-- WORK INSTRUCTION --
List all lines of the data containing the word "NoteIntent".

- Opening Delimiter -

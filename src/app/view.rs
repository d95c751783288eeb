//! State for one visit of the note screen: the overflow menu and the delete
//! and export confirmations.
//!
//! The session never touches storage. Everything it wants done goes out
//! through [`ViewEffects`] as an intent, a navigation request or a toast, and
//! only explicit confirm actions produce intents. Dropping the session (the
//! user navigated away) discards any open dialog without side effects.

use strum::{Display, EnumIter};

use crate::app::dialogs::{self, DialogText};
use crate::app::navigation::{NavOptions, Route, RouteKind};
use crate::config::ExportFormat;
use crate::storage::Note;

#[derive(Debug, Clone, PartialEq, Eq)]
pub enum NoteIntent {
    DeleteNote(Note),
    ExportNote(Note),
    StartEditing(Note),
}

pub trait ViewEffects {
    fn emit(&mut self, intent: NoteIntent);
    fn navigate(&mut self, route: Route, options: NavOptions);
    fn notify(&mut self, message: String);
}

/// Buffers effects so the event loop can apply them after the handler
/// returns.
#[derive(Debug, Default)]
pub struct EffectQueue {
    pub intents: Vec<NoteIntent>,
    pub navigation: Vec<(Route, NavOptions)>,
    pub notifications: Vec<String>,
}

impl EffectQueue {
    pub fn is_empty(&self) -> bool {
        self.intents.is_empty() && self.navigation.is_empty() && self.notifications.is_empty()
    }
}

impl ViewEffects for EffectQueue {
    fn emit(&mut self, intent: NoteIntent) {
        self.intents.push(intent);
    }

    fn navigate(&mut self, route: Route, options: NavOptions) {
        self.navigation.push((route, options));
    }

    fn notify(&mut self, message: String) {
        self.notifications.push(message);
    }
}

#[derive(Debug, Clone, Copy, PartialEq, Eq, Default)]
pub enum MenuState {
    #[default]
    Closed,
    Open,
}

#[derive(Debug, Clone, Copy, PartialEq, Eq, Default)]
pub enum DialogState {
    #[default]
    Hidden,
    Confirming,
}

#[derive(Debug, Clone, Copy, PartialEq, Eq, Display, EnumIter)]
pub enum MenuItem {
    Edit,
    Export,
    Delete,
}

/// Linear lookup; collections are a person's notes, not a database.
pub fn resolve(notes: &[Note], note_id: i64) -> Option<&Note> {
    notes.iter().find(|note| note.id == note_id)
}

/// Fields shown on the note screen with placeholders for a vanished note.
#[derive(Debug, Clone, PartialEq, Eq)]
pub struct NoteDisplay {
    pub title: String,
    pub content: String,
    pub last_modified: i64,
    pub pinned: bool,
    pub missing: bool,
}

#[derive(Debug, Clone)]
pub struct NoteViewSession {
    selected_note_id: i64,
    menu: MenuState,
    menu_cursor: usize,
    delete_dialog: DialogState,
    export_dialog: DialogState,
}

impl NoteViewSession {
    pub fn new(selected_note_id: i64) -> Self {
        Self {
            selected_note_id,
            menu: MenuState::Closed,
            menu_cursor: 0,
            delete_dialog: DialogState::Hidden,
            export_dialog: DialogState::Hidden,
        }
    }

    pub fn selected_note_id(&self) -> i64 {
        self.selected_note_id
    }

    pub fn menu(&self) -> MenuState {
        self.menu
    }

    pub fn menu_cursor(&self) -> usize {
        self.menu_cursor
    }

    pub fn delete_dialog(&self) -> DialogState {
        self.delete_dialog
    }

    pub fn export_dialog_state(&self) -> DialogState {
        self.export_dialog
    }

    pub fn resolve<'a>(&self, notes: &'a [Note]) -> Option<&'a Note> {
        resolve(notes, self.selected_note_id)
    }

    pub fn display(&self, notes: &[Note]) -> NoteDisplay {
        match self.resolve(notes) {
            Some(note) => NoteDisplay {
                title: note.title.clone(),
                content: note.content.clone(),
                last_modified: note.last_modified,
                pinned: note.pinned,
                missing: false,
            },
            None => NoteDisplay {
                title: String::new(),
                content: String::new(),
                last_modified: 0,
                pinned: false,
                missing: true,
            },
        }
    }

    pub fn open_menu(&mut self) {
        if self.menu == MenuState::Closed {
            self.menu = MenuState::Open;
            self.menu_cursor = 0;
        }
    }

    pub fn dismiss_menu(&mut self) {
        self.menu = MenuState::Closed;
    }

    pub fn move_menu_cursor(&mut self, delta: isize) {
        if self.menu != MenuState::Open {
            return;
        }
        let len = MENU_ITEMS.len() as isize;
        let next = (self.menu_cursor as isize + delta).clamp(0, len - 1);
        self.menu_cursor = next as usize;
    }

    pub fn highlighted_item(&self) -> MenuItem {
        MENU_ITEMS[self.menu_cursor.min(MENU_ITEMS.len() - 1)]
    }

    /// Returns false when the menu was not open.
    pub fn select_menu_item(
        &mut self,
        item: MenuItem,
        notes: &[Note],
        effects: &mut dyn ViewEffects,
    ) -> bool {
        if self.menu != MenuState::Open {
            return false;
        }
        self.menu = MenuState::Closed;
        match item {
            MenuItem::Edit => {
                if let Some(note) = self.resolve(notes) {
                    effects.emit(NoteIntent::StartEditing(note.clone()));
                }
                effects.navigate(
                    Route::EditNote {
                        note_id: self.selected_note_id,
                    },
                    NavOptions::push(),
                );
            }
            MenuItem::Export => self.export_dialog = DialogState::Confirming,
            MenuItem::Delete => self.delete_dialog = DialogState::Confirming,
        }
        true
    }

    pub fn can_confirm_delete(&self, notes: &[Note]) -> bool {
        self.delete_dialog == DialogState::Confirming && self.resolve(notes).is_some()
    }

    pub fn delete_dialog_text(&self, notes: &[Note]) -> Option<DialogText> {
        if self.delete_dialog != DialogState::Confirming {
            return None;
        }
        let note = self.resolve(notes)?;
        Some(dialogs::delete_dialog(std::slice::from_ref(note)))
    }

    pub fn confirm_delete(&mut self, notes: &[Note], effects: &mut dyn ViewEffects) {
        if self.delete_dialog != DialogState::Confirming {
            return;
        }
        self.delete_dialog = DialogState::Hidden;
        let Some(note) = self.resolve(notes) else {
            tracing::debug!(
                note_id = self.selected_note_id,
                "delete confirmed for a note that no longer exists"
            );
            return;
        };
        effects.emit(NoteIntent::DeleteNote(note.clone()));
        effects.navigate(Route::NotesList, NavOptions::clear_to(RouteKind::NotesList));
    }

    pub fn cancel_delete(&mut self) {
        self.delete_dialog = DialogState::Hidden;
    }

    /// Dialog copy, or `None` when the dialog is closed or the note vanished.
    pub fn export_dialog(&self, notes: &[Note], format: ExportFormat) -> Option<DialogText> {
        if self.export_dialog != DialogState::Confirming {
            return None;
        }
        let note = self.resolve(notes)?;
        Some(dialogs::export_dialog(std::slice::from_ref(note), format))
    }

    pub fn confirm_export(&mut self, notes: &[Note], effects: &mut dyn ViewEffects) {
        if self.export_dialog != DialogState::Confirming {
            return;
        }
        self.export_dialog = DialogState::Hidden;
        let Some(note) = self.resolve(notes) else {
            return;
        };
        effects.emit(NoteIntent::ExportNote(note.clone()));
        effects.notify(dialogs::export_success_message(std::slice::from_ref(note)));
    }

    pub fn cancel_export(&mut self) {
        self.export_dialog = DialogState::Hidden;
    }
}

pub const MENU_ITEMS: [MenuItem; 3] = [MenuItem::Edit, MenuItem::Export, MenuItem::Delete];
fn main() -> anyhow::Result<()> {
    notegrid::cli::run()
}
//! Dialog copy. Everything takes a slice so the same wording serves the
//! single-note screen and multi-select in the grid.

use crate::config::ExportFormat;
use crate::storage::Note;

#[derive(Debug, Clone, PartialEq, Eq)]
pub struct DialogText {
    pub title: String,
    pub body: String,
}

pub fn display_title(note: &Note) -> &str {
    let trimmed = note.title.trim();
    if trimmed.is_empty() {
        "Untitled"
    } else {
        trimmed
    }
}

fn subject(notes: &[Note]) -> String {
    match notes {
        [note] => format!("\"{}\"", display_title(note)),
        _ => format!("{} notes", notes.len()),
    }
}

pub fn export_dialog_title(notes: &[Note]) -> String {
    match notes.len() {
        1 => "Export note".to_string(),
        n => format!("Export {n} notes"),
    }
}

pub fn export_dialog_body(notes: &[Note], format: ExportFormat) -> String {
    let kind = match format {
        ExportFormat::Markdown => "Markdown",
        ExportFormat::Json => "JSON",
    };
    let files = if notes.len() == 1 { "file" } else { "files" };
    format!("Save {} as {kind} {files}?", subject(notes))
}

pub fn export_success_message(notes: &[Note]) -> String {
    format!("Exported {}", subject(notes))
}

pub fn export_dialog(notes: &[Note], format: ExportFormat) -> DialogText {
    DialogText {
        title: export_dialog_title(notes),
        body: export_dialog_body(notes, format),
    }
}

pub fn delete_dialog_title(notes: &[Note]) -> String {
    match notes.len() {
        1 => "Delete note".to_string(),
        n => format!("Delete {n} notes"),
    }
}

pub fn delete_dialog_body(notes: &[Note]) -> String {
    format!("{} will be deleted permanently.", subject(notes))
}

pub fn delete_dialog(notes: &[Note]) -> DialogText {
    DialogText {
        title: delete_dialog_title(notes),
        body: delete_dialog_body(notes),
    }
}

#[cfg(test)]
mod tests {
    use super::*;

    #[test]
    fn single_note_export_text_names_that_note() {
        let notes = [Note::new(5, "Groceries", "milk")];
        insta::assert_snapshot!(export_dialog_title(&notes), @"Export note");
        insta::assert_snapshot!(
            export_dialog_body(&notes, ExportFormat::Markdown),
            @r###"Save "Groceries" as Markdown file?"###
        );
        insta::assert_snapshot!(export_success_message(&notes), @r###"Exported "Groceries""###);
    }

    #[test]
    fn multiple_notes_are_counted() {
        let notes = [Note::new(1, "A", ""), Note::new(2, "B", "")];
        assert_eq!(export_dialog_title(&notes), "Export 2 notes");
        assert_eq!(
            export_dialog_body(&notes, ExportFormat::Json),
            "Save 2 notes as JSON files?"
        );
        assert_eq!(export_success_message(&notes), "Exported 2 notes");
        assert_eq!(delete_dialog_title(&notes), "Delete 2 notes");
    }

    #[test]
    fn blank_titles_read_as_untitled() {
        let notes = [Note::new(1, "   ", "body")];
        assert_eq!(
            delete_dialog(&notes).body,
            "\"Untitled\" will be deleted permanently."
        );
    }
}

- Closing Delimiter -

-- EXERCISE OUTPUT --
pub enum NoteIntent {
    fn emit(&mut self, intent: NoteIntent);
    pub intents: Vec<NoteIntent>,
    fn emit(&mut self, intent: NoteIntent) {
                    effects.emit(NoteIntent::StartEditing(note.clone()));
        effects.emit(NoteIntent::DeleteNote(note.clone()));
        effects.emit(NoteIntent::ExportNote(note.clone()));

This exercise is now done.